- Born: October 11, 1936 Moscow
- Died: June 30, 1987 (aged 50) Moscow
- Occupations: translator, human rights activist
- Known for: Translations of the Darkness at Noon and The Lord of the Rings

= Andrey Kistyakovsky =

Andrey Andreyevich Kistyakovsky (Андрей Андреевич Кистяковский, 11 October 1936, Moscow–30 June 1987) was a Russian translator and political activist. He translated belles-lettres and poetry from English to Russian and began publishing in 1967.

Kistyakovsky's 1982 partial translation of The Lord of the Rings (together with Vladimir Muravyov) became the first official Russian translation and remains one of the most acclaimed Russian translations of the novel.

==Life==

Kistyakovsky hailed from an old dvoryan family. He left the school in the eighth grade and worked as a gasman and metalworker before entering Moscow State University. In 1960s he chummed up with non-conformist artists. In 1971 he completed his graduation, majoring in the English language and literature.

From that time Kistyakovsky also engaged in politics, entering the Political Prisoners Relief Fund. He experienced searches, threats and even beating. In June 1983 he was diagnosed with cancer and was hospitalized. Though he was refused to be treated in the Soviet Union, Kistyakovsky was buried at Dolgoprudnenskoye Cemetery.

==Translations==

Kistyakovsky's translation of the Darkness at Noon was favoured by its author Arthur Koestler. The translation was published in 1978 with Kistyakovsky's foreword.
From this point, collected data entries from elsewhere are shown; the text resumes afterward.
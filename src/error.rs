// src/error.rs
use std::{io, path::PathBuf};

use thiserror::Error;

pub type Result<T, E = Error> = std::result::Result<T, E>;

#[derive(Debug, Error)]
pub enum Error {
    #[error(transparent)]
    Url(#[from] UrlError),

    #[error(transparent)]
    Store(#[from] StoreError),

    #[error(transparent)]
    Config(#[from] ConfigError),

    #[error(transparent)]
    Fetch(#[from] FetchError),

    #[error(
        "all mirrors failed for {user_id} ({} attempts); last errors: {}",
        .attempts.len(),
        last_errors(.attempts, 3)
    )]
    AllMirrorsFailed { user_id: String, attempts: Vec<Attempt> },

    #[error("no tracked author with id {0}")]
    UnknownAuthor(String),

    #[error("export to {path} failed: {source}")]
    Export { path: PathBuf, source: io::Error },
}

#[derive(Debug, Error)]
pub enum UrlError {
    #[error("not a Google Scholar profile URL: {0}")]
    NotScholarUrl(String),
    #[error("no user= parameter in {0}")]
    MissingUserId(String),
}

/// One failed request against one mirror.
#[derive(Debug, Error)]
pub enum FetchError {
    #[error("request timed out")]
    Timeout,
    #[error("network unreachable: {0}")]
    Offline(String),
    #[error("network error: {0}")]
    Network(String),
    #[error("rate limited (HTTP 429)")]
    RateLimited,
    #[error("access denied, human verification likely required (HTTP 403)")]
    Blocked,
    #[error("profile page not found (HTTP 404)")]
    NotFound,
    #[error("HTTP {0}")]
    Http(u16),
    #[error("anti-automation challenge page")]
    Challenge,
    #[error("page structure changed: {0}")]
    Parse(#[from] ParseError),
}

#[derive(Debug, Error, PartialEq, Eq)]
pub enum ParseError {
    #[error("citation table not found")]
    MissingCitationTable,
    #[error("citation table has {0} cells, expected 6")]
    IncompleteCitationTable(usize),
    #[error("author name not found")]
    MissingName,
    #[error("sign-in required")]
    LoginRequired,
    #[error("paper table not found")]
    MissingPaperTable,
}

#[derive(Debug, Error)]
pub enum StoreError {
    #[error("store I/O on {path}: {source}")]
    Io { path: PathBuf, source: io::Error },
    #[error("store key {key} holds invalid JSON: {source}")]
    Json { key: String, source: serde_json::Error },
}

#[derive(Debug, Error)]
pub enum ConfigError {
    #[error("reading config {path}: {source}")]
    Io { path: PathBuf, source: io::Error },
    #[error("invalid config: {0}")]
    Toml(#[from] toml::de::Error),
}

/// Record of a failed attempt inside the mirror fallback loop.
#[derive(Debug)]
pub struct Attempt {
    pub host: String,
    pub attempt: u32,
    pub error: FetchError,
}

impl std::fmt::Display for Attempt {
    fn fmt(&self, f: &mut std::fmt::Formatter<'_>) -> std::fmt::Result {
        write!(f, "{} #{}: {}", self.host, self.attempt, self.error)
    }
}

fn last_errors(attempts: &[Attempt], n: usize) -> String {
    let skip = attempts.len().saturating_sub(n);
    attempts
        .iter()
        .skip(skip)
        .map(|a| a.to_string())
        .collect::<Vec<_>>()
        .join("; ")
}
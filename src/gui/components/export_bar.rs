// src/gui/components/export_bar.rs
use eframe::egui;

use crate::{config::ExportFormat, gui::{actions, app::App}};

pub fn draw(ui: &mut egui::Ui, app: &mut App) {
    let ctx = ui.ctx().clone();

    ui.horizontal(|ui| {
        let export = &mut app.state.options.export;
        let before = export.format;
        ui.label("Format:");
        ui.selectable_value(&mut export.format, ExportFormat::Tsv, "TSV");
        ui.selectable_value(&mut export.format, ExportFormat::Csv, "CSV");
        if export.format != before {
            logf!("UI: Export format → {:?}", export.format);
            // Keep the suggested file name's extension in step.
            let swapped = app
                .out_path_text
                .strip_suffix(before.ext())
                .map(|stem| format!("{stem}{}", export.format.ext()));
            if let Some(p) = swapped {
                app.out_path_text = p;
            }
        }
        let export = &mut app.state.options.export;
        if ui.checkbox(&mut export.include_headers, "Include headers").changed() {
            logf!("UI: Include_headers → {}", export.include_headers);
        }

        ui.separator();
        ui.label("Output:");
        ui.add(egui::TextEdit::singleline(&mut app.out_path_text).desired_width(260.0));

        if ui.button("Export").clicked() {
            actions::export_authors(app);
        }
        if ui.button("Copy").clicked() {
            actions::copy_authors(app, &ctx);
        }
    });
}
In his last years Kistyakovsky succeeded in translation of The Fellowship of the Ring (as The Keepers ("Хранители"), after the nine holders of the Rings of Power) and of all verses there. In an interview Vladimir Muravyov testified: "Kistyakovsky was a brilliant translator, though it was hard for me to work with him... Generally he did not translate, but transpose". Kistyakovsky was praised particularly for "accurate Church Slavonicisms" and "ingenious translations of non-existent verses". The Kistyakovsky-Muravyov translation, which remained the sole Russian version until 1990, reached the second place in the poll on the best Russian translation of The Lord of the Rings, conducted by Russian fan site Tolkien.su.

Kistyakovsky's translations of William Faulkner, Robert Duncan, C. P. Snow, Flannery O'Connor and of some other authors were published in the former Soviet Union. He also translated Catch-22, as well as Amos Tutuola, Wole Soyinka and Seamus Heaney.